Keywords

1 Introduction

Interaction techniques are the combination of software and hardware [1] and are used to interact with a Virtual Environment (VE). They are characterized by 3 concepts: navigation, selection and manipulation, and system control [2]. Navigation allows users to travel in the VE from place to place adjusting his/her point of view (i.e. steering) [3]. Selection is the action of picking a target in VE. System control refers to interaction between the user and software external functionalities such as interacting with a menu outside the VE.

The user performance when completing a virtual task depends on the interface. Indeed, the interaction techniques involve mental workload and modulate positively or negatively the user performance when the interaction technique is not intuitive enough [4]. Workload is the mental resources needed at oncee for a task [4]. High workload affects performance because the human cognitive resources are limited in energy [5], if too much workload is requiring for the task realization, the user could miss information or commit errors. The elevation of the workload depends on the task complexity, environmental factors and the user abilities and knowledge [6]. Using the mouse involve only low workload during task realization because most people use it in their everyday life and perfectly know how to manipulate it. Other less known interaction technique could lead to more mental workload. There is a need to understand how different interaction techniques could impact the user’s performance according his/her familiarity with it.

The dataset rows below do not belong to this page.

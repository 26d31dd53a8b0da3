/*
 * SPDX-License-Identifier: Apache-2.0
 * Copyright 2025 ByteDance and/or its affiliates.
 */

use std::ffi::c_int;
use std::{fmt, io};

use openssl::ssl::{self, ErrorCode};

const RAW_ERROR_WANT_CONNECT: c_int = 7;
const RAW_ERROR_WANT_ACCEPT: c_int = 8;
const RAW_ERROR_WANT_X509_LOOKUP: c_int = 4;

/// The closed set of non-success outcomes a driven session can report.
///
/// Every error code the library can raise maps onto one of these; the
/// `Want*` variants are back-signals, not failures.
#[derive(Debug)]
pub enum SslStatus {
    WantRead,
    WantWrite,
    WantAccept,
    WantConnect,
    WantX509Lookup,
    /// The client-hello callback asked the library to suspend the
    /// accept; it will be re-invoked on the next drive.
    WantSniResolve,
    /// Clean close-notify from the peer.
    ZeroReturn,
    /// Transport failure. `None` means EOF was observed where the
    /// protocol expected more data.
    Syscall(Option<io::Error>),
    /// Fatal protocol or library error.
    Ssl(String),
}

impl SslStatus {
    /// True for the flow-control variants that only ask the caller to
    /// rearm I/O interest.
    pub fn is_want(&self) -> bool {
        matches!(
            self,
            SslStatus::WantRead
                | SslStatus::WantWrite
                | SslStatus::WantAccept
                | SslStatus::WantConnect
                | SslStatus::WantX509Lookup
                | SslStatus::WantSniResolve
        )
    }

    /// The raw OS error for transport failures, if one was captured.
    pub fn raw_errno(&self) -> Option<i32> {
        match self {
            SslStatus::Syscall(Some(e)) => e.raw_os_error(),
            _ => None,
        }
    }
}

impl fmt::Display for SslStatus {
    fn fmt(&self, f: &mut fmt::Formatter<'_>) -> fmt::Result {
        match self {
            SslStatus::WantRead => f.write_str("want read"),
            SslStatus::WantWrite => f.write_str("want write"),
            SslStatus::WantAccept => f.write_str("want accept"),
            SslStatus::WantConnect => f.write_str("want connect"),
            SslStatus::WantX509Lookup => f.write_str("want x509 lookup"),
            SslStatus::WantSniResolve => f.write_str("want sni resolve"),
            SslStatus::ZeroReturn => f.write_str("zero return"),
            SslStatus::Syscall(Some(e)) => write!(f, "syscall error: {e}"),
            SslStatus::Syscall(None) => f.write_str("unexpected eof"),
            SslStatus::Ssl(msg) => write!(f, "ssl error: {msg}"),
        }
    }
}

impl From<ssl::Error> for SslStatus {
    fn from(e: ssl::Error) -> Self {
        match e.code() {
            ErrorCode::WANT_READ => SslStatus::WantRead,
            ErrorCode::WANT_WRITE => SslStatus::WantWrite,
            ErrorCode::WANT_CLIENT_HELLO_CB => SslStatus::WantSniResolve,
            ErrorCode::ZERO_RETURN => SslStatus::ZeroReturn,
            ErrorCode::SYSCALL => SslStatus::Syscall(e.into_io_error().ok()),
            code if code == ErrorCode::from_raw(RAW_ERROR_WANT_CONNECT) => SslStatus::WantConnect,
            code if code == ErrorCode::from_raw(RAW_ERROR_WANT_ACCEPT) => SslStatus::WantAccept,
            code if code == ErrorCode::from_raw(RAW_ERROR_WANT_X509_LOOKUP) => {
                SslStatus::WantX509Lookup
            }
            _ => match e.ssl_error() {
                Some(stack) => SslStatus::Ssl(stack.to_string()),
                None => SslStatus::Ssl(format!("{e}")),
            },
        }
    }
}
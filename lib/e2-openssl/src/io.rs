/*
 * SPDX-License-Identifier: Apache-2.0
 * Copyright 2025 ByteDance and/or its affiliates.
 */

use std::io::{self, Read, Write};

/// The byte transport handed to the TLS library.
///
/// The write side always reaches the socket. The read side can be
/// rebound between the socket and a memory input without touching the
/// library's BIO internals; that makes "replace only the read side" a
/// supported operation on this adapter.
pub(crate) struct EngineIo<S> {
    sock: S,
    input: ReadInput,
}

enum ReadInput {
    Socket,
    Memory(MemInput),
}

/// Memory-backed read input with EOF-quiet semantics: exhaustion reads
/// as `WouldBlock`, never as a closed stream.
struct MemInput {
    data: Vec<u8>,
    pos: usize,
    taken: usize,
}

impl<S> EngineIo<S> {
    pub(crate) fn new(sock: S) -> Self {
        EngineIo {
            sock,
            input: ReadInput::Socket,
        }
    }

    pub(crate) fn set_memory(&mut self, data: &[u8]) {
        self.input = ReadInput::Memory(MemInput {
            data: data.to_vec(),
            pos: 0,
            taken: 0,
        });
    }

    pub(crate) fn attach_socket(&mut self) {
        self.input = ReadInput::Socket;
    }

    pub(crate) fn pending(&self) -> usize {
        match &self.input {
            ReadInput::Socket => 0,
            ReadInput::Memory(m) => m.data.len() - m.pos,
        }
    }

    pub(crate) fn take_consumed(&mut self) -> usize {
        match &mut self.input {
            ReadInput::Socket => 0,
            ReadInput::Memory(m) => {
                let n = m.pos - m.taken;
                m.taken = m.pos;
                n
            }
        }
    }
}

impl<S: Read> Read for EngineIo<S> {
    fn read(&mut self, buf: &mut [u8]) -> io::Result<usize> {
        match &mut self.input {
            ReadInput::Socket => self.sock.read(buf),
            ReadInput::Memory(m) => {
                let avail = &m.data[m.pos..];
                if avail.is_empty() {
                    return Err(io::Error::from(io::ErrorKind::WouldBlock));
                }
                let n = avail.len().min(buf.len());
                buf[..n].copy_from_slice(&avail[..n]);
                m.pos += n;
                Ok(n)
            }
        }
    }
}

impl<S: Write> Write for EngineIo<S> {
    fn write(&mut self, buf: &[u8]) -> io::Result<usize> {
        self.sock.write(buf)
    }

    fn flush(&mut self) -> io::Result<()> {
        self.sock.flush()
    }
}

The use of an interaction technique is subtended by motors functions such as gesture control by hand [3] and cognitive functions [7, 8] such as spatial abilities [9]. As the user uses an interaction technique, its use becomes automatic and no longer consumes as much attention-giving resources [10] and so, few workload. We can consider that individuals who used the computer mouse frequently for several years are experts. Thus, we can assume that an expert user with the mouse, will have better results during a task in VE because it will make fewer errors related to the usability of the interaction technique than a “novice” user. So, as we just discussed, the interface (or the interaction device) use a part of the cognitive functions to allow the interaction with the virtual world. On the other hand, to develop a useful virtual tool for neuropsychological assessment capable of giving the clinician an effective measurement of cognition, it is primary to understand the user abilities with the use of an interaction technique. It is important to be able to dissociate which part of cognition is used by the HCI and which part is really allowed to the cognitive task itself. For example, the principal variable used to qualify patient performance during virtual cognitive task is often time completion. So, a longer completion time was used to discriminate patients with mild cognitive impairments (MCI)from healthy elderly who completed the virtual task in less time [11]. However, completion time could be modulated by the user’s abilities with an interaction technique. So, a user who never used a mouse before the virtual test could take more time than a familiar one even if their cognitive abilities are comparable.

The study aims to detect how the skill of a participant using an interaction technique can be qualified with behavioral and physiological data. To assess the user abilities with interaction technique, participants realized common activities in VEs (i.e., a training step and a pointing task) with several interation techniques, 2D interaction: gamepad (i.e., Xbox controller) and mouse. And 3D interaction: Razer Hydra. They also answered some questionnaires about their computer and video games usage.

2 Related Work

Navigation efficiency is mainly assessed by completion time and is linked to the user performance [12] where a long completion time is associated to a poor performance. Selection occurs in a 2D VE or in a 3D VE. During 2D selection, the user picks a target by moving the selection cursor in the x and y axes whereas during 3D selection he/she moves the cursor in x, y and z axes and must control the depth during selection. In 2D, the common selection techniques are pointing and drag-and-drop [13]. When pointing, the user put on the selection cursor on a target and then click on it whereas during drag and drop he/she selects an item and move it into the desired place before dropping it. Adults [13] and children [14] users are more efficient with pointing than with the drag and drop. Moreover, mental workload is higher during drag and drop tasks for the elderly than adults whereas there is no difference in mental workload for the 2 groups during pointing [15]. Workload can be assessed in a objective way by recording physiological data. Heart Rate (HR) and Heart Rate Variability (HRV) are sensitive to the different states of the autonomic nervous system and can be used to assess mental workload. HR is faster during complex tasks and high workload situation [16, 17] whereas HRV is lower [18].

Fig. 1.
figure 1

Illustration of the pointing task in ISO 9241-9 standard

To assess the usability of a selection technique, ISO 9241-9 [19] proposes a standard pointing task where user must select as quickly as possible several targets with different positions and sizes (Fig. 1). The results can be analyzed with Fitts’s Law [20], to predict the user performance with a selection technique according targets position and size (Eq. 1).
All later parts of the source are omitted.